Mayoral Candidates Tishaura O. Jones and Cara Spencer in 1st debate after primary

St. Louis mayoral runoff candidates (left to right): Alderwoman Cara Spencer and St. Louis Treasurer Tishaura Jones

In the first televised debate since the mayoral primary, St. Louis Treasurer Tishaura Jones asserted she was ready to lead the city with her experience and professional relationships, while Alderwoman Cara Spencer drove home the fact that she will come prepared to lead with a 10-point plan to address the city’s violent crime rates. 

Not surprisingly, given the uptick in violent crime in recent years, the majority of questions centered on crime, policing and public safety. Those questions were asked Tuesday evening on Fox2Now by a panel of local journalists, as well as by community members who submitted their inquiries online.

That panel consisted of Linda Lockhart, representing the Greater St. Louis Association of Black Journalists and the St. Louis Press Club; Michael Calhoun, a reporter with KMOX Radio; and Gilbert Bailon, editor-in-chief of the St. Louis Post Dispatch.

Lockhart kicked off the debate after opening statements, asking how the candidates planned to address the root causes of crime.

Both candidates acknowledged the need to reestablish trust between community members and the police. 

“We need to put the public back in public safety,” Jones said, an idea she reiterated throughout the night. “And that means making sure that we are deploying the right person to the right call. Not only has St. Louis experienced its most violent year in decades, we also are top in the nation for gun violence by our officers.” 

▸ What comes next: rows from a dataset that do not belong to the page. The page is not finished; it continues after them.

impl DeviceInner {
    pub(crate) fn ensure_alive(&self) -> Result<()> {
        if self.destroyed.load(Ordering::SeqCst) {
            Err(BridgeError::DeviceNotFound(self.id.to_string()))
        } else {
            Ok(())
        }
    }

    pub(crate) fn is_destroyed(&self) -> bool {
        self.destroyed.load(Ordering::SeqCst)
    }

    pub(crate) fn subscribe(&self) -> UpdateReceiver<DeviceUpdate> {
        UpdateReceiver::new(self.updates_tx.subscribe())
    }

    pub(crate) fn zone_schema(&self, zone: ZoneId) -> &[PropertySpec] {
        self.zone_schemas.get(&zone).map(Vec::as_slice).unwrap_or_default()
    }

    pub(crate) fn zone_value(&self, zone: ZoneId, property: Property) -> Option<PropertyValue> {
        let state = lock(&self.state);
        state.zones.get(&zone)?.cache.get(property).cloned()
    }

    pub(crate) fn zone_updated_at(&self, zone: ZoneId, property: Property) -> Option<Instant> {
        let state = lock(&self.state);
        state.zones.get(&zone)?.cache.updated_at(property)
    }

    pub(crate) fn zone_snapshot(&self, zone: ZoneId) -> BTreeMap<Property, PropertyValue> {
        let state = lock(&self.state);
        state
            .zones
            .get(&zone)
            .map(|z| z.cache.snapshot())
            .unwrap_or_default()
    }

    /// Write a property of the device, or of one of its zones
    pub(crate) async fn write(&self, zone: Option<ZoneId>, property: Property, value: PropertyValue) -> Result<()> {
        self.ensure_alive()?;
        let (schema, target) = match zone {
            Some(z) => (self.zone_schema(z), self.id.zone(z)),
            None => (self.schema.as_slice(), self.id.clone()),
        };
        let spec = schema
            .iter()
            .find(|s| s.property == property)
            .ok_or_else(|| BridgeError::Validation(format!("{} has no property {}", target, property)))?;

        let write = {
            let state = lock(&self.state);
            let cache = match zone {
                Some(z) => state.zones.get(&z).map(|z| &z.cache),
                None => Some(&state.cache),
            };
            if cache.and_then(|c| c.get(property)) == Some(&value) {
                tracing::debug!("{}: {} is already {:?}", target, property, value);
                return Ok(());
            }
            spec.validate(&value)?;

            match spec.route {
                Route::Streaming => Write::Streaming(streaming_write(self.pid, spec.field, &value, &state.cache)?),
                Route::Receiver => Write::Receiver(receiver_write(spec.field, &value)?),
                Route::ReceiverZone(z) => Write::Receiver(zone_write(z, spec.field, &value)?),
            }
        };

        tracing::debug!("{}: setting {} to {:?}", target, property, value);
        self.dispatch(write).await
    }

    pub(crate) async fn dispatch(&self, write: Write) -> Result<()> {
        match write {
            Write::Streaming(command) => self.heos.request(command).await.map(|_| ()),
            Write::Receiver(command) => self.receiver_connection()?.send(&command).await,
        }
    }

    fn receiver_connection(&self) -> Result<Arc<AvrConnection>> {
        lock(&self.receiver)
            .as_ref()
            .map(|r| r.connection.clone())
            .ok_or_else(|| BridgeError::Validation(format!("{} has no receiver", self.id)))
    }

    fn attach_receiver(self: &Arc<Self>, record: ReceiverRecord, connection: AvrConnection) {
        if let Some(previous) = lock(&self.receiver).take() {
            previous.task.abort();
            previous.connection.close();
        }
        lock(&self.state).on_receiver_disconnected();

        let connection = Arc::new(connection);
        let messages = connection.subscribe();
        let link = connection.watch_state();
        let task = tokio::spawn(run_receiver(self.clone(), connection.clone(), messages, link));

        *lock(&self.receiver) = Some(ReceiverLink {
            record,
            connection,
            task,
        });
    }

    fn apply_heos_frame(self: &Arc<Self>, frame: &HeosFrame) {
        let effects = {
            let catalog = self.catalog.read().unwrap_or_else(PoisonError::into_inner);
            lock(&self.state).apply_heos_frame(frame, &catalog)
        };
        self.publish(effects);
    }

    fn apply_avr_message(self: &Arc<Self>, message: &AvrMessage) {
        let effects = lock(&self.state).apply_avr_message(message);
        self.publish(effects);
    }

    fn publish(self: &Arc<Self>, effects: Effects) {
        for (zone, property, value) in effects.changes {
            let device_id = match zone {
                Some(z) => self.id.zone(z),
                None => self.id.clone(),
            };
            tracing::debug!("{}: {} changed to {:?}", device_id, property, value);
            let _ = self.updates_tx.send(DeviceUpdate::PropertyChanged {
                device_id,
                property,
                value,
            });
        }

        for event in effects.events {
            let _ = self.updates_tx.send(DeviceUpdate::Event {
                device_id: self.id.clone(),
                event,
            });
        }

        for follow_up in effects.follow_ups {
            self.follow_up(follow_up);
        }
    }

    fn follow_up(self: &Arc<Self>, follow_up: FollowUp) {
        match follow_up {
            FollowUp::RefreshNowPlaying => {
                let inner = self.clone();
                tokio::spawn(async move {
                    let command = HeosCommand::new("player", "get_now_playing_media").for_player(inner.pid);
                    if let Err(e) = inner.heos.request(command).await {
                        tracing::warn!("{}: failed to refresh now playing: {}", inner.id, e);
                    }
                });
            }
            FollowUp::RefreshZone(zone) => {
                let Ok(connection) = self.receiver_connection() else {
                    return;
                };
                let id = self.id.zone(zone);
                tokio::spawn(async move {
                    let queries = [
                        AvrCommand::query(zone.as_str()),
                        AvrCommand::query(format!("{}MU", zone)),
                    ];
                    if let Err(e) = connection.send_all(&queries).await {
                        tracing::warn!("{}: failed to refresh zone: {}", id, e);
                    }
                });
            }
        }
    }

    fn on_streaming_state(self: &Arc<Self>, state: LinkState) {
        match state {
            LinkState::Connected => {
                if !lock(&self.state).take_streaming_refresh() {
                    return;
                }
                let inner = self.clone();
                tokio::spawn(async move {
                    tracing::debug!("{}: refreshing player state", inner.id);
                    for command in STREAMING_REFRESH {
                        let request = HeosCommand::new("player", *command).for_player(inner.pid);
                        match inner.heos.request(request).await {
                            Ok(_) => {}
                            Err(e @ (BridgeError::NotConnected | BridgeError::ConnectionClosed)) => {
                                tracing::debug!("{}: refresh interrupted: {}", inner.id, e);
                                break;
                            }
                            Err(e) => tracing::warn!("{}: {} failed: {}", inner.id, command, e),
                        }
                    }
                });
            }
            LinkState::Disconnected => {
                lock(&self.state).on_streaming_disconnected();
            }
            LinkState::Connecting | LinkState::Resubscribing => {}
        }
    }

    async fn on_receiver_state(self: &Arc<Self>, connection: &AvrConnection, state: LinkState) {
        match state {
            LinkState::Connected => {
                if !lock(&self.state).take_receiver_refresh() {
                    return;
                }
                tracing::debug!("{}: refreshing receiver state", self.id);
                let queries: Vec<AvrCommand> = RECEIVER_REFRESH
                    .iter()
                    .copied()
                    .chain(self.zone_schemas.keys().map(|z| z.as_str()))
                    .map(AvrCommand::query)
                    .collect();
                if let Err(e) = connection.send_all(&queries).await {
                    tracing::warn!("{}: failed to refresh receiver: {}", self.id, e);
                }
            }
            LinkState::Disconnected => {
                lock(&self.state).on_receiver_disconnected();
            }
            LinkState::Connecting | LinkState::Resubscribing => {}
        }
    }
}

Jones said the city needs to pivot from an “arrest and incarcerate model” to a prevention-centered model. In an answer to a later question about the over 150 vacancies at the St. Louis Metropolitan Police Department, Jones said that about half of the calls that come in to dispatch can be responded to by mental health and social work professionals. 

Spencer gave an outline of her 10-point plan to address crime, which starts with focused deterrence, a crime prevention method the alderwoman said is data-driven and proven to reduce homicides by up to 50%. Jones said she also supports focused deterrence.

“Like many of our viewers tonight, crime is personal for me — I was the victim of a violent crime myself so I know how important it is,” Spencer said. “That’s why when I decided to run for mayor I got serious about looking at what the city can and should be doing, taking from cities that have effectively addressed violence I put together a comprehensive 10-step plan to start to address crime on day one.”

As for issues surrounding the City Justice Center jail and the Workhouse, both candidates said they would close the workhouse and renovate the CJC. Jones said she would close it within the first 100 days of her administration, while Spencer said she would need to evaluate the city’s needs before making a decision on a closure date. 

The two women had different takes when it came to a question about how they would support Circuit Attorney Kim Gardner’s reform agenda and her office’s relationship with the city police department.

Jones said she has supported Gardner for eight years and would work to ensure Gardner’s diversion programs find funding (noting the Board of Alderman has denied these programs money) and she would insist on the ousting of Jeff Roorda, the public face of the police union. 

“If they don’t get rid of him, they don’t have a seat at my table,” Jones said, also adding  later in the night, when asked, that as mayor she would interview Police Chief John Hayden to ensure he was the right person to continue heading the department.

“Everything is on the table, every position is on the table, there are no sacred cows here,” Jones said.

Spencer said she would confer with other stakeholders when it came to whether she would keep Hayden in his position. 

“This is not a question that I will not answer alone,” she said.

In regards to Gardner, Spencer’s focus was on rebuilding the relationship between the prosecutor’s officer and the police department. She said she supports Gardner’s reform agenda.

“We need a path for justice in our court system, if we don’t have a path through our courts we will see justice continue to play out in the streets,” Spencer said.

In other topics, Calhoun asked about tax incentives and what each candidate thought was the proper balance in the city’s use of them. 

Spencer said that while incentivizing development is an important piece to driving investment into the city of St. Louis, the city “must be judicious” in using them. She said if elected she would reorient the St. Louis Development Corporation (SLDC) to be proactive and work with communities to develop a plan to understand what incentives can be supported. 

“I have been fighting back when the deals don’t make sense down at City Hall since the day I got down there,” Spencer said.

Jones said she would use the city’s money and resources toward intentional investment, and believes the city has overused the incentives in some areas. Her plan is to also reorient SLDC to make it more focused on neighborhoods and recruit a new director who has experience in developing other cities. 

“Just like we saw intentional investment in downtown and the central corridor, we saw disinvestment in areas of north St. Louis and parts of south St. Louis,” Jones said. “And so it should be no surprise that those areas are hollowing out because we have not used our development incentives to go into those areas.” 

Other topics covered in the debate were public schools, city hall innovation, regional cooperation and allocating the $500 million federal stimulus the city is slated to begin receiving in May.